Мэй смешно сморщила носик, шевельнула ресницами, нащупала мою руку, прижалась к ней щекой и сонно спросила:
– Не спишь?
– Неа…
– Зря…
Судя по голосу, она опять пребывала в благодушном настроении. И думала о чем угодно, но не о будущем разговоре со своим опекуном.
– Ворота открывали… – пытаясь заставить ее задуматься, угрюмо буркнул я. – В начале часа волка…
– И что? – лениво приоткрыв левый глаз, поинтересовалась она.
– А то, что Неддар Латирдан уже тут!
По губам Мэйнарии скользнула легкая улыбка:
– Кром, я отдала тебе свое Слово и поклялась в этом кровью рода! Неужели ты думаешь, что я нарушу ТАКУЮ клятву?
– Нет, не думаю. Просто…
– Тогда перестань забивать себе голову всякой ерундой… – перебила меня она, подвинулась ко мне поближе и ласково прикоснулась пальчиком к шраму на моей щеке. – Я – твоя, понял?
В последних словах и прикосновении было столько нежности, что с моих враз пересохших губ сорвалось совсем не то, что я собирался сказать:
– Я тебя люблю…
– Я – тоже… – ответила Мэй.
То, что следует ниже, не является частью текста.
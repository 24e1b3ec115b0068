mod auth;
pub use auth::{AUTH_TOKEN, extract_context_fn, remove_session_cookie, start_session};

mod access;
pub use access::{AccessPolicy, RouteAccess, route_access_fn};
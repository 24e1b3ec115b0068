use serde::{Deserialize, Serialize};
use uuid::Uuid;
use validator::Validate;

use crate::payments::{FulfillmentOutcome, PurchaseKind};

#[derive(Debug, Deserialize, Serialize, Validate, utoipa::ToSchema)]
pub struct CheckoutBody {
    pub kind: PurchaseKind,
    pub item_id: Uuid,
    /// Required for guests, ignored for signed-in learners
    #[validate(email)]
    pub email: Option<String>,
}

#[derive(Debug, Serialize, utoipa::ToSchema)]
pub struct WebhookAck {
    pub received: bool,
    #[serde(flatten)]
    pub outcome: FulfillmentOutcome,
}

impl From<FulfillmentOutcome> for WebhookAck {
    fn from(outcome: FulfillmentOutcome) -> Self {
        Self {
            received: true,
            outcome,
        }
    }
}

#[cfg(test)]
mod test {
    use super::*;

    #[test]
    fn webhook_ack_shape_test() {
        let id = Uuid::new_v4();
        let ack = WebhookAck::from(FulfillmentOutcome::Recorded { purchase_id: id });
        assert_eq!(
            serde_json::to_value(&ack).unwrap(),
            serde_json::json!({"received": true, "outcome": "recorded", "purchase_id": id})
        );

        let ack = WebhookAck::from(FulfillmentOutcome::Duplicate);
        assert_eq!(
            serde_json::to_value(&ack).unwrap(),
            serde_json::json!({"received": true, "outcome": "duplicate"})
        );
    }

    #[test]
    fn checkout_body_email_test() {
        let body: CheckoutBody = serde_json::from_value(serde_json::json!({
            "kind": "course",
            "item_id": Uuid::nil(),
            "email": "not-an-email",
        }))
        .unwrap();
        assert!(body.validate().is_err());
    }
}
use uuid::Uuid;

use crate::{
    model::error::{DatabaseError, DatabaseResult},
    web::AuthenticatedUser,
};

/// Records tied to a single learner account.
pub trait HasOwner {
    fn owner_id(&self) -> Uuid;
}

/// Admins reach every record, learners only their own. An impersonated
/// session acts as the impersonated learner.
pub fn check_access<T: HasOwner>(actor: &AuthenticatedUser, resource: &T) -> DatabaseResult<()> {
    if actor.is_admin() || resource.owner_id() == actor.user_id() {
        Ok(())
    } else {
        Err(DatabaseError::Forbidden)
    }
}

#[cfg(test)]
mod test {
    use super::*;
    use crate::web::UserRole;

    struct Owned(Uuid);

    impl HasOwner for Owned {
        fn owner_id(&self) -> Uuid {
            self.0
        }
    }

    #[test]
    fn owner_has_access_test() {
        let owner = Uuid::new_v4();
        let actor = AuthenticatedUser::new(owner, UserRole::User);
        assert!(check_access(&actor, &Owned(owner)).is_ok());
    }

    #[test]
    fn stranger_is_forbidden_test() {
        let actor = AuthenticatedUser::new(Uuid::new_v4(), UserRole::User);
        assert!(matches!(
            check_access(&actor, &Owned(Uuid::new_v4())),
            Err(DatabaseError::Forbidden)
        ));
    }

    #[test]
    fn admin_reaches_everything_test() {
        let actor = AuthenticatedUser::new(Uuid::new_v4(), UserRole::Admin);
        assert!(check_access(&actor, &Owned(Uuid::new_v4())).is_ok());
    }

    #[test]
    fn impersonation_acts_as_the_learner_test() {
        let learner = Uuid::new_v4();
        let actor = AuthenticatedUser::impersonated(learner, UserRole::User, Uuid::new_v4());
        assert!(check_access(&actor, &Owned(learner)).is_ok());
        assert!(check_access(&actor, &Owned(Uuid::new_v4())).is_err());
    }
}
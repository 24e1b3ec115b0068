use serde::{Deserialize, Serialize};
use uuid::Uuid;
use validator::Validate;

use crate::{
    grading::QuizGrade,
    model::entity::{Attachment, Lesson, OwnedCourseRow, OwnedProductRow, Question, Quiz, QuizAttempt},
};

#[derive(Debug, Serialize, Deserialize, utoipa::ToSchema)]
pub struct LessonResponse {
    #[serde(flatten)]
    pub lesson: Lesson,
    pub course_id: Uuid,
    pub attachments: Vec<Attachment>,
    pub completed: bool,
    pub quiz_id: Option<Uuid>,
    pub next_lesson_id: Option<Uuid>,
}

/// Question as shown to learners, without the correct index.
#[derive(Debug, Serialize, Deserialize, utoipa::ToSchema)]
pub struct QuestionView {
    pub id: Uuid,
    pub prompt: String,
    pub options: Vec<String>,
    pub order_index: i32,
}

impl From<Question> for QuestionView {
    fn from(value: Question) -> Self {
        Self {
            id: value.id(),
            prompt: value.prompt().to_string(),
            options: value.options().to_vec(),
            order_index: value.order_index(),
        }
    }
}

#[derive(Debug, Serialize, Deserialize, utoipa::ToSchema)]
pub struct QuizView {
    pub id: Uuid,
    pub lesson_id: Uuid,
    pub title: String,
    pub passing_score: i32,
    pub questions: Vec<QuestionView>,
}

impl QuizView {
    pub fn new(quiz: Quiz, questions: Vec<Question>) -> Self {
        Self {
            id: quiz.id(),
            lesson_id: quiz.lesson_id(),
            title: quiz.title().to_string(),
            passing_score: quiz.passing_score(),
            questions: questions.into_iter().map(QuestionView::from).collect(),
        }
    }
}

#[derive(Debug, Clone, Deserialize, Serialize, utoipa::ToSchema, Validate)]
pub struct SubmittedAnswer {
    pub question_id: Uuid,
    /// Negative values are reserved for unanswered questions.
    #[validate(range(min = 0))]
    pub selected_index: i32,
}

#[derive(Debug, Deserialize, Serialize, utoipa::ToSchema, Validate)]
pub struct AttemptRequest {
    #[validate(nested)]
    pub answers: Vec<SubmittedAnswer>,
}

impl AttemptRequest {
    /// Lines submitted answers up with `questions`, missing ones stay `None`.
    /// Returns the first question id that is not part of the quiz.
    pub fn align(&self, questions: &[Question]) -> Result<Vec<Option<i32>>, Uuid> {
        let mut aligned = vec![None; questions.len()];
        for answer in &self.answers {
            let position = questions
                .iter()
                .position(|q| q.id() == answer.question_id)
                .ok_or(answer.question_id)?;
            aligned[position] = Some(answer.selected_index);
        }
        Ok(aligned)
    }
}

#[derive(Debug, Serialize, Deserialize, utoipa::ToSchema)]
pub struct AttemptResponse {
    #[serde(flatten)]
    pub attempt: QuizAttempt,
    pub correct: usize,
    pub total: usize,
    pub passing_score: i32,
    /// Per question, in quiz order
    pub outcomes: Vec<bool>,
}

impl AttemptResponse {
    pub fn new(attempt: QuizAttempt, grade: QuizGrade, passing_score: i32) -> Self {
        Self {
            attempt,
            correct: grade.correct,
            total: grade.total,
            passing_score,
            outcomes: grade.outcomes,
        }
    }
}

#[derive(Debug, Serialize, Deserialize, utoipa::ToSchema)]
pub struct DashboardCourse {
    #[serde(flatten)]
    pub course: OwnedCourseRow,
    pub progress_percent: i32,
}

impl From<OwnedCourseRow> for DashboardCourse {
    fn from(value: OwnedCourseRow) -> Self {
        let total = usize::try_from(value.total_lessons).unwrap_or(0);
        let completed = usize::try_from(value.completed_lessons).unwrap_or(0);
        Self {
            progress_percent: crate::grading::score_percent(completed, total),
            course: value,
        }
    }
}

#[derive(Debug, Serialize, Deserialize, utoipa::ToSchema)]
pub struct DashboardResponse {
    pub courses: Vec<DashboardCourse>,
    pub products: Vec<OwnedProductRow>,
    pub recent_attempts: Vec<QuizAttempt>,
}

#[derive(Debug, Serialize, Deserialize, utoipa::ToSchema)]
pub struct DownloadResponse {
    pub url: String,
}

#[cfg(test)]
mod test {
    use super::*;

    fn row(total: i64, completed: i64) -> OwnedCourseRow {
        OwnedCourseRow {
            id: Uuid::nil(),
            title: String::from("Rust"),
            slug: String::from("rust"),
            image_url: None,
            total_lessons: total,
            completed_lessons: completed,
        }
    }

    fn question(id: Uuid, order_index: i32) -> Question {
        serde_json::from_value(serde_json::json!({
            "id": id,
            "quiz_id": Uuid::nil(),
            "prompt": "?",
            "options": ["a", "b"],
            "correct_index": 0,
            "order_index": order_index,
        }))
        .unwrap()
    }

    #[test]
    fn align_answers_test() {
        let (q1, q2, q3) = (Uuid::new_v4(), Uuid::new_v4(), Uuid::new_v4());
        let questions = vec![question(q1, 0), question(q2, 1), question(q3, 2)];

        let request = AttemptRequest {
            answers: vec![
                SubmittedAnswer { question_id: q3, selected_index: 1 },
                SubmittedAnswer { question_id: q1, selected_index: 0 },
            ],
        };
        assert_eq!(request.align(&questions), Ok(vec![Some(0), None, Some(1)]));

        let stranger = Uuid::new_v4();
        let request = AttemptRequest {
            answers: vec![SubmittedAnswer { question_id: stranger, selected_index: 0 }],
        };
        assert_eq!(request.align(&questions), Err(stranger));
    }

    #[test]
    fn negative_selection_is_rejected_test() {
        let request = AttemptRequest {
            answers: vec![
                SubmittedAnswer { question_id: Uuid::new_v4(), selected_index: 2 },
                SubmittedAnswer { question_id: Uuid::new_v4(), selected_index: -1 },
            ],
        };
        assert!(request.validate().is_err());

        let request = AttemptRequest {
            answers: vec![SubmittedAnswer { question_id: Uuid::new_v4(), selected_index: 0 }],
        };
        assert!(request.validate().is_ok());
    }

    #[test]
    fn progress_percent_test() {
        assert_eq!(DashboardCourse::from(row(3, 1)).progress_percent, 33);
        assert_eq!(DashboardCourse::from(row(4, 4)).progress_percent, 100);
        assert_eq!(DashboardCourse::from(row(0, 0)).progress_percent, 0);
    }
}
Потом слегка покраснела и, зачем-то прикрыв глаза, тихонечко поинтересовалась: – Как ты себя чувствуешь?
Чувствовал я себя очень даже неплохо. Если не считать никуда не девшейся сухости во рту, постоянного голода, порядком надоевшей слабости и почти не прекращающегося зуда в заживающих ранах. Плечо почти не тянуло, ну а бедро начинало ныть только тогда, когда я вставал или ложился. Поэтому я с чистой совестью сказал, что хорошо.
Как оказалось, зря – услышав мой ответ, Мэй обиженно выпятила губу и горько вздохнула:
– То есть тебе совсем-совсем не холодно, да?
Я недоуменно нахмурил брови, заглянул ей в глаза, увидел в них искорки сдерживаемого смеха и понял, на что она намекает. В голове тут же помутилось, а сердце заколотилось так, как будто пыталось проломить грудную клетку.
– Холодно… Очень… – «зябко» поежился я. И сделал вид, что собираюсь закутаться в одеяло.
Мэй дернулась, приподнялась на локте, потом сообразила, что и я ее поддразниваю, и облегченно перевела дух:
– Ты меня напугал!
– Прости… – улыбнулся я. – Я пытался тебе подыграть!
– Не прощу! – перебила меня она, грозно нахмурилась и… юркнула ко мне под одеяло! Чтобы через мгновение, осторожно прижавшись к моему боку, испуганно спросить: – Так не больно?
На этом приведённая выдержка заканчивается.